Table 1. Major Domains of Good Laboratory Practice (after Macleod et al., 2009).
| Characteristic | Description of procedures |
|---|---|
| Sample size calculation | Group size was determined by sample size estimation for each experiment by SigmaStat
software, version 3.5 (ANOVA sample size, desired power = 0.8, α = 0.05). Effect sizes for estimation were derived from previous studies in our group. |
| Inclusion and exclusion
criteria |
Animals which died prior to/during model induction were excluded from further study.

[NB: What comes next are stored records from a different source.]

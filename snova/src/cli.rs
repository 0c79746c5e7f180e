//! Command-line interface
//!
//! ## Commands
//!
//! - `snova update` - Update apps, migrate sites and restart processes
//! - `snova restart` - Restart the installation's processes
//! - `snova domains` - Manage the domains a site answers to
//! - `snova config` - Read and write the installation config
//! - `snova site` - Set per-site reverse-proxy properties
//! - `snova validate-app-removal` - Check no site still has an app installed
//! - `snova migrate-env` - Rebuild the python environment
//! - `snova version` - Print build information

use std::path::PathBuf;
use std::sync::Arc;

use clap::{Args, Parser, Subcommand};
use colored::Colorize;
use serde_json::Value;
use tracing::info;

use crate::config::installation;
use crate::config::site;
use crate::config::store::{ConfigMap, Scope};
use crate::context::BenchContext;
use crate::domains::{self, AddDomain, DomainEntry};
use crate::errors::SnovaError;
use crate::exec::shell::ShellRunner;
use crate::logs::LogLevel;
use crate::procman::{ProcessManagerResolver, RestartOutcome, RestartRequest};
use crate::update::orchestrator::UpdateOrchestrator;
use crate::update::plan::{UpdateOptions, UpdatePlan};
use crate::update::prompt::{AssumeYes, Prompter, StdinPrompter};
use crate::update::steps::ShellSteps;
use crate::utils::version_info;

/// Snova - manage multi-tenant Sparrow installations.
#[derive(Debug, Parser)]
#[command(name = "snova")]
#[command(author, version, about, long_about = None)]
pub struct Cli {
    /// Installation directory.
    #[arg(long, global = true, env = "SNOVA_PATH", default_value = ".")]
    pub bench: PathBuf,

    /// Log at debug level.
    #[arg(long, short, global = true)]
    pub verbose: bool,

    /// Log as JSON lines.
    #[arg(long, global = true)]
    pub log_json: bool,

    /// Subcommand to execute.
    #[command(subcommand)]
    pub command: Commands,
}

impl Cli {
    /// Level implied by the flags
    pub fn log_level(&self) -> LogLevel {
        if self.verbose {
            LogLevel::Debug
        } else {
            LogLevel::Info
        }
    }
}

/// CLI subcommands.
#[derive(Debug, Subcommand)]
pub enum Commands {
    /// Update apps, migrate sites and restart processes.
    Update(UpdateArgs),
    /// Restart the installation's processes.
    Restart(RestartArgs),
    /// Manage site domains.
    #[command(subcommand)]
    Domains(DomainsCommand),
    /// Read and write the installation config.
    #[command(subcommand)]
    Config(ConfigCommand),
    /// Set per-site properties.
    #[command(subcommand)]
    Site(SiteCommand),
    /// Fail if any site still has the app installed.
    ValidateAppRemoval {
        /// App to check.
        app: String,
    },
    /// Rebuild the python environment with another interpreter.
    MigrateEnv {
        /// Python executable name or path.
        python: String,
        /// Archive the current environment instead of replacing it.
        #[arg(long)]
        backup: bool,
    },
    /// Print version information as JSON.
    Version,
}

/// Arguments of `snova update`.
#[derive(Debug, Args)]
pub struct UpdateArgs {
    /// Pull app source trees.
    #[arg(long)]
    pub pull: bool,
    /// Run site migrations.
    #[arg(long)]
    pub patch: bool,
    /// Build assets.
    #[arg(long)]
    pub build: bool,
    /// Install python and node requirements.
    #[arg(long)]
    pub requirements: bool,
    /// Apps to pull, comma separated.
    #[arg(long)]
    pub apps: Option<String>,
    /// Skip backing up sites.
    #[arg(long)]
    pub no_backup: bool,
    /// Proceed with a major upgrade without asking.
    #[arg(long)]
    pub force: bool,
    /// Hard reset app source trees to their remotes.
    #[arg(long)]
    pub reset: bool,
    /// Restart systemd units instead of supervisor.
    #[arg(long)]
    pub restart_systemd: bool,
    /// Fail the update if the restart command fails.
    #[arg(long)]
    pub strict_restart: bool,
    /// Answer yes to every confirmation.
    #[arg(long, short)]
    pub yes: bool,
}

impl UpdateArgs {
    fn options(&self) -> UpdateOptions {
        UpdateOptions {
            pull: self.pull,
            patch: self.patch,
            build: self.build,
            requirements: self.requirements,
            apps: self.apps.clone(),
            no_backup: self.no_backup,
            force: self.force,
            reset: self.reset,
            restart_systemd: self.restart_systemd,
            strict_restart: self.strict_restart,
        }
    }
}

/// Arguments of `snova restart`.
#[derive(Debug, Args)]
pub struct RestartArgs {
    /// Restart web workers only.
    #[arg(long)]
    pub web: bool,
    /// Restart systemd units.
    #[arg(long)]
    pub systemd: bool,
    /// Fail if the restart command fails.
    #[arg(long)]
    pub strict: bool,
}

/// `snova domains` subcommands.
#[derive(Debug, Subcommand)]
pub enum DomainsCommand {
    /// Add a domain to a site.
    Add {
        site: String,
        domain: String,
        #[arg(long)]
        ssl_certificate: Option<String>,
        #[arg(long)]
        ssl_certificate_key: Option<String>,
    },
    /// Remove a domain from a site.
    Remove { site: String, domain: String },
    /// Replace a site's domains with a JSON list, if they differ.
    Sync { site: String, domains: String },
    /// Print a site's domains.
    List { site: String },
}

/// `snova config` subcommands.
#[derive(Debug, Subcommand)]
pub enum ConfigCommand {
    /// Print a key of the installation config.
    Get { key: String },
    /// Set a key of the installation config. Values are parsed as JSON when possible.
    Set { key: String, value: String },
    /// Set the database host.
    SetDbHost { host: String },
    /// Set the redis cache host.
    SetRedisCacheHost { host: String },
    /// Set the redis queue host.
    SetRedisQueueHost { host: String },
    /// Set the redis socketio host.
    SetRedisSocketioHost { host: String },
}

/// `snova site` subcommands.
#[derive(Debug, Subcommand)]
pub enum SiteCommand {
    /// Set the port nginx serves a site on.
    SetNginxPort {
        site: String,
        port: u16,
        /// Do not regenerate the nginx config.
        #[arg(long)]
        no_gen: bool,
    },
    /// Set a site's SSL certificate path.
    SetSslCertificate {
        site: String,
        path: String,
        #[arg(long)]
        no_gen: bool,
    },
    /// Set a site's SSL certificate key path.
    SetSslKey {
        site: String,
        path: String,
        #[arg(long)]
        no_gen: bool,
    },
    /// Set the URL root a site is served under.
    SetUrlRoot { site: String, url_root: String },
}

/// Run the parsed command line
pub async fn execute(cli: Cli) -> Result<(), SnovaError> {
    if let Commands::Version = cli.command {
        println!("{}", serde_json::to_string_pretty(&version_info())?);
        return Ok(());
    }

    let ctx = BenchContext::new(&cli.bench, Arc::new(ShellRunner::new()))?;
    let steps = ShellSteps::new(&ctx);

    match cli.command {
        Commands::Update(args) => {
            let plan = UpdatePlan::from_options(&args.options());
            let prompter: Box<dyn Prompter> = if args.yes {
                Box::new(AssumeYes)
            } else {
                Box::new(StdinPrompter)
            };
            let report = UpdateOrchestrator::new(&ctx, &steps, prompter.as_ref())
                .run(&plan)
                .await?;
            info!("Completed stages: {:?}", report.stages);
        }
        Commands::Restart(args) => {
            let request = RestartRequest {
                web_only: args.web,
                strict: args.strict,
                systemd: args.systemd,
            };
            match ProcessManagerResolver::new(&ctx).restart(&request).await? {
                RestartOutcome::Restarted { command, .. } => info!("Ran `{}`", command),
                RestartOutcome::Skipped { reason } => println!("{}", reason.yellow()),
                RestartOutcome::Failed { command, output, .. } => {
                    eprintln!("{}", format!("`{command}` failed:\n{output}").red());
                }
            }
        }
        Commands::Domains(command) => domains_command(&ctx, command).await?,
        Commands::Config(command) => config_command(&ctx, command).await?,
        Commands::Site(command) => match command {
            SiteCommand::SetNginxPort { site, port, no_gen } => {
                site::set_nginx_port(&ctx, &steps, &site, port, !no_gen).await?
            }
            SiteCommand::SetSslCertificate { site, path, no_gen } => {
                site::set_ssl_certificate(&ctx, &steps, &site, &path, !no_gen).await?
            }
            SiteCommand::SetSslKey { site, path, no_gen } => {
                site::set_ssl_certificate_key(&ctx, &steps, &site, &path, !no_gen).await?
            }
            SiteCommand::SetUrlRoot { site, url_root } => {
                site::set_url_root(ctx.config(), &site, &url_root).await?
            }
        },
        Commands::ValidateAppRemoval { app } => crate::apps::validate_app_removal(&ctx, &app).await?,
        Commands::MigrateEnv { python, backup } => crate::env::migrate_env(&ctx, &python, backup).await?,
        Commands::Version => {}
    }
    Ok(())
}

async fn domains_command(ctx: &BenchContext, command: DomainsCommand) -> Result<(), SnovaError> {
    let store = ctx.config();
    match command {
        DomainsCommand::Add {
            site,
            domain,
            ssl_certificate,
            ssl_certificate_key,
        } => {
            let entry = DomainEntry::new(&domain, ssl_certificate.as_deref(), ssl_certificate_key.as_deref());
            if domains::add_site_domain(store, &site, entry).await? == AddDomain::AlreadyExists {
                println!("{}", format!("Domain {domain} already exists").yellow());
            }
        }
        DomainsCommand::Remove { site, domain } => {
            domains::remove_site_domain(store, &site, &domain).await?;
        }
        DomainsCommand::Sync { site, domains: proposed } => {
            let proposed: Vec<DomainEntry> = serde_json::from_str(&proposed)
                .map_err(|e| SnovaError::ValidationError(format!("Invalid domains list: {e}")))?;
            if !domains::sync_site_domains(store, &site, &proposed).await? {
                println!("Domains of {site} are up to date");
            }
        }
        DomainsCommand::List { site } => {
            for entry in domains::get_domains(store, &site).await? {
                println!("{}", entry.name());
            }
        }
    }
    Ok(())
}

async fn config_command(ctx: &BenchContext, command: ConfigCommand) -> Result<(), SnovaError> {
    let store = ctx.config();
    match command {
        ConfigCommand::Get { key } => {
            let config = store.get(&Scope::Installation).await?;
            match config.get(&key) {
                Some(value) => println!("{}", serde_json::to_string_pretty(value)?),
                None => return Err(SnovaError::ConfigError(format!("{key} is not set"))),
            }
        }
        ConfigCommand::Set { key, value } => {
            let value = serde_json::from_str(&value).unwrap_or(Value::String(value));
            let mut partial = ConfigMap::new();
            partial.insert(key, value);
            store.update(&Scope::Installation, partial).await?;
        }
        ConfigCommand::SetDbHost { host } => installation::set_mariadb_host(store, &host).await?,
        ConfigCommand::SetRedisCacheHost { host } => installation::set_redis_cache_host(store, &host).await?,
        ConfigCommand::SetRedisQueueHost { host } => installation::set_redis_queue_host(store, &host).await?,
        ConfigCommand::SetRedisSocketioHost { host } => {
            installation::set_redis_socketio_host(store, &host).await?
        }
    }
    Ok(())
}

There were no exclusion criteria for the open field study; animals were excluded from c-Fos analysis if >90min elapsed between open field and perfusion, or if sections were badly damaged. |
| Randomization | Animals were randomised to model group (naïve, VC, TC) by cage using a
pseudorandom ABCBCACAB labelling system. |
| Allocation concealment | The person creating the model (i.e. instillation of turpentine or olive oil) was theoretically
unaware of the allocation to treatment group, but due to the pungent odour of turpentine, this was difficult to maintain. Procedures were still followed. This was achieved by the blinding procedure described below, as well as masking cage labels or turning around the cages before each behavioural assessment session. |
| Reporting of animals
excluded from analysis |
All animals excluded are reported in Figure 1. |
| Blinded measurement,
assessment, and analysis of outcome |
Codes were assigned to different treatments by an independent person and kept in a
sealed envelope. The codes were not broken until the analysis had been completed. The experimenter was blinded to the experimental group to which an animal was randomized. In addition, open field videos were renamed by an independent person before analysing, and immunohistochemistry sections were identified by animal not group code. |